Weechat ist ein kompakter Client für all jene, die auch in Zeiten von ICQ und Facebook-Chat nicht auf IRC verzichten möchten. Das Tool bietet eine übersichtliche, auf den Ncurses-Bibliotheken basierende Oberfläche, in der Sie mit dem gewohnten IRC-Befehlssatz agieren. Übersetzen Sie Weechat aus den Quellen, können Sie zudem zwischen einer GTK- oder Qt-basierten Oberfläche wählen. Die probehalber erzeugte GTK-Oberfläche reagierte im Test allerdings nicht auf die eingegebenen Befehle.
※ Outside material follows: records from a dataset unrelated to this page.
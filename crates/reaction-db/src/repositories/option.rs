//! PostgreSQL implementation of OptionRepository over the host options table

use std::collections::HashMap;

use async_trait::async_trait;
use serde_json::Value;
use sqlx::PgPool;
use tracing::instrument;

use reaction_core::traits::{OptionRepository, RepoResult};

use crate::models::OptionModel;

use super::error::map_db_error;

#[derive(Clone)]
pub struct PgOptionRepository {
    pool: PgPool,
}

impl PgOptionRepository {
    pub fn new(pool: PgPool) -> Self {
        Self { pool }
    }
}

#[async_trait]
impl OptionRepository for PgOptionRepository {
    #[instrument(skip(self))]
    async fn get_many(&self, names: &[&str]) -> RepoResult<HashMap<String, Value>> {
        let names: Vec<String> = names.iter().map(|n| (*n).to_string()).collect();

        let results = sqlx::query_as::<_, OptionModel>(
            r#"
            SELECT option_name, option_value
            FROM options
            WHERE option_name = ANY($1)
            "#,
        )
        .bind(&names)
        .fetch_all(&self.pool)
        .await
        .map_err(map_db_error)?;

        Ok(results
            .into_iter()
            .map(|row| (row.option_name, row.option_value))
            .collect())
    }

    #[instrument(skip(self, values))]
    async fn add_missing(&self, values: &[(&str, Value)]) -> RepoResult<()> {
        let mut tx = self.pool.begin().await.map_err(map_db_error)?;

        for (name, value) in values {
            sqlx::query(
                r#"
                INSERT INTO options (option_name, option_value)
                VALUES ($1, $2)
                ON CONFLICT (option_name) DO NOTHING
                "#,
            )
            .bind(*name)
            .bind(value)
            .execute(&mut *tx)
            .await
            .map_err(map_db_error)?;
        }

        tx.commit().await.map_err(map_db_error)?;
        Ok(())
    }

    #[instrument(skip(self, values))]
    async fn replace_all(&self, values: &[(&str, Value)]) -> RepoResult<()> {
        let mut tx = self.pool.begin().await.map_err(map_db_error)?;

        for (name, value) in values {
            sqlx::query(
                r#"
                INSERT INTO options (option_name, option_value)
                VALUES ($1, $2)
                ON CONFLICT (option_name) DO UPDATE SET option_value = EXCLUDED.option_value
                "#,
            )
            .bind(*name)
            .bind(value)
            .execute(&mut *tx)
            .await
            .map_err(map_db_error)?;
        }

        tx.commit().await.map_err(map_db_error)?;
        Ok(())
    }
}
Standardmäßig besitzt der Client keine umfangreiche Liste vordefinierter Server und kennt lediglich den Freenode-Server, die Verbindungsdaten für weitere Server müssen Sie mittels des Befehls /server selbst anlegen. Informationen zu unterstützten Parametern sowie eine Reihe von Beispielen liefert der Aufruf /help server. Ist der Wunschserver angelegt und steht die Verbindung, betreten Sie mit /join einen beliebigen Channel, für den Weechat einen Puffer anlegt. Zwischen den Puffern der einzelnen Channels blättern Sie mit [F5]/[F6]. Möchten Sie mehrere Channels gleichzeitig im Auge behalten, teilen Sie dazu einen Puffer auch vertikal oder horizontal auf. Darüber hinaus zeigt Weechat in seiner Statuszeile, in welchem Puffer gerade ein neues Posting erfolgte. Die Mitglieder des jeweiligen Channels führt Weechat in einer Buddy-Liste am Fensterrand auf, Channel-Eigentümer und Operatoren hebt es dabei über einen Klammeraffen ("@") hervor. Ohne Parameter aufgerufen, listet /help alle von Weechat unterstützten Befehle. Eine Liste aller verfügbaren Tastenkürzel rufen Sie mit dem Befehl /key list ab. Der /key-Befehl bietet außerdem die Möglichkeit, eigene Tastenkürzel zu definieren. Bei Bedarf erweitern Sie den Funktionsumfang von Weechat über Plugins. Je nach verwendeter Compiler-Option unterstützt das Tool Erweiterungen in den Sprachen Perl, Python, Ruby, TCL und Lua. Sämtliche Einstellungen speichert das Tool im .weechat-Verzeichnis des jeweiligen Anwenders. Hier finden sich auch Einstellungen, über die sich die Interaktion von Weechat mit Programmen wie der Rechtschreibprüfung Aspell konfigurieren lässt.

Weechat 0.3.4

Lizenz: GPLv3

Quelle: http://www.weechat.org

Wertung

Der dank Ncurses-basierter Oberfläche sehr schlanke IRC-Client Weechat interagiert mit anderen Konsolenprogrammen wie Aspell und erlaubt, den Funktionsumfang mit eigenen Skripten zu erweitern.